TASK OBJECTIVE. Your output should repeat each record below with no differences.

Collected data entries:
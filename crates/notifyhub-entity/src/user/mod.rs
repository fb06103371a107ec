//! User domain entity (consumed, not owned, by the pipeline).

pub mod model;

pub use model::User;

RESPONSE TO THE EXERCISE.
filename crates/notifyhub-entity/src/user/mod.rs
repository fb06103371a107ec
//! User domain entity (consumed, not owned, by the pipeline).

pub mod model;

pub use model::User;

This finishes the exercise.